Stored items:
//! I/O error types for taiga-io.

use std::path::PathBuf;

/// Errors from reading whitespace-delimited feature and label files.
#[derive(Debug, thiserror::Error)]
pub enum IoError {
    /// Returned when the input file does not exist or is unreadable.
    #[error("cannot read file: {path}")]
    FileNotFound {
        /// Path that was attempted.
        path: PathBuf,
        /// Underlying I/O error.
        source: std::io::Error,
    },

    /// Returned when the file contains zero data lines.
    #[error("empty dataset (no data lines) in {path}")]
    EmptyDataset {
        /// Path to the offending file.
        path: PathBuf,
    },

    /// Returned when a line has a different number of values than the first line.
    #[error("inconsistent row length in {path}: line {line_index} has {got} values, expected {expected}")]
    InconsistentRowLength {
        /// Path to the features file.
        path: PathBuf,
        /// Zero-based line index.
        line_index: usize,
        /// Expected number of values (from the first line).
        expected: usize,
        /// Actual number of values on this line.
        got: usize,
    },

    /// Returned when a feature value is unparseable, NaN, or infinite.
    #[error("invalid value in {path}: line {line_index}, column {col_index}, raw value \"{raw}\"")]
    InvalidValue {
        /// Path to the features file.
        path: PathBuf,
        /// Zero-based line index.
        line_index: usize,
        /// Zero-based column index.
        col_index: usize,
        /// The raw token that failed to parse.
        raw: String,
    },

    /// Returned when a label line is not a single integer.
    #[error("invalid label in {path}: line {line_index}, raw value \"{raw}\"")]
    InvalidLabel {
        /// Path to the labels file.
        path: PathBuf,
        /// Zero-based line index.
        line_index: usize,
        /// The raw line that failed to parse.
        raw: String,
    },

    /// Returned when feature rows and labels disagree in count.
    #[error("{n_rows} feature rows but {n_labels} labels")]
    LabelCountMismatch {
        /// Number of feature rows read.
        n_rows: usize,
        /// Number of labels read.
        n_labels: usize,
    },
}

**Your objective**
Give back every entry, unchanged in any way.

**Task output**
//! I/O error types for taiga-io.

use std::path::PathBuf;

/// Errors from reading whitespace-delimited feature and label files.
#[derive(Debug, thiserror::Error)]
pub enum IoError {
    /// Returned when the input file does not exist or is unreadable.
    #[error("cannot read file: {path}")]
    FileNotFound {
        /// Path that was attempted.
        path: PathBuf,
        /// Underlying I/O error.
        source: std::io::Error,
    },

    /// Returned when the file contains zero data lines.
    #[error("empty dataset (no data lines) in {path}")]
    EmptyDataset {
        /// Path to the offending file.
        path: PathBuf,
    },

    /// Returned when a line has a different number of values than the first line.
    #[error("inconsistent row length in {path}: line {line_index} has {got} values, expected {expected}")]
    InconsistentRowLength {
        /// Path to the features file.
        path: PathBuf,
        /// Zero-based line index.
        line_index: usize,
        /// Expected number of values (from the first line).
        expected: usize,
        /// Actual number of values on this line.
        got: usize,
    },

    /// Returned when a feature value is unparseable, NaN, or infinite.
    #[error("invalid value in {path}: line {line_index}, column {col_index}, raw value \"{raw}\"")]
    InvalidValue {
        /// Path to the features file.
        path: PathBuf,
        /// Zero-based line index.
        line_index: usize,
        /// Zero-based column index.
        col_index: usize,
        /// The raw token that failed to parse.
        raw: String,
    },

    /// Returned when a label line is not a single integer.
    #[error("invalid label in {path}: line {line_index}, raw value \"{raw}\"")]
    InvalidLabel {
        /// Path to the labels file.
        path: PathBuf,
        /// Zero-based line index.
        line_index: usize,
        /// The raw line that failed to parse.
        raw: String,
    },

    /// Returned when feature rows and labels disagree in count.
    #[error("{n_rows} feature rows but {n_labels} labels")]
    LabelCountMismatch {
        /// Number of feature rows read.
        n_rows: usize,
        /// Number of labels read.
        n_labels: usize,
    },
}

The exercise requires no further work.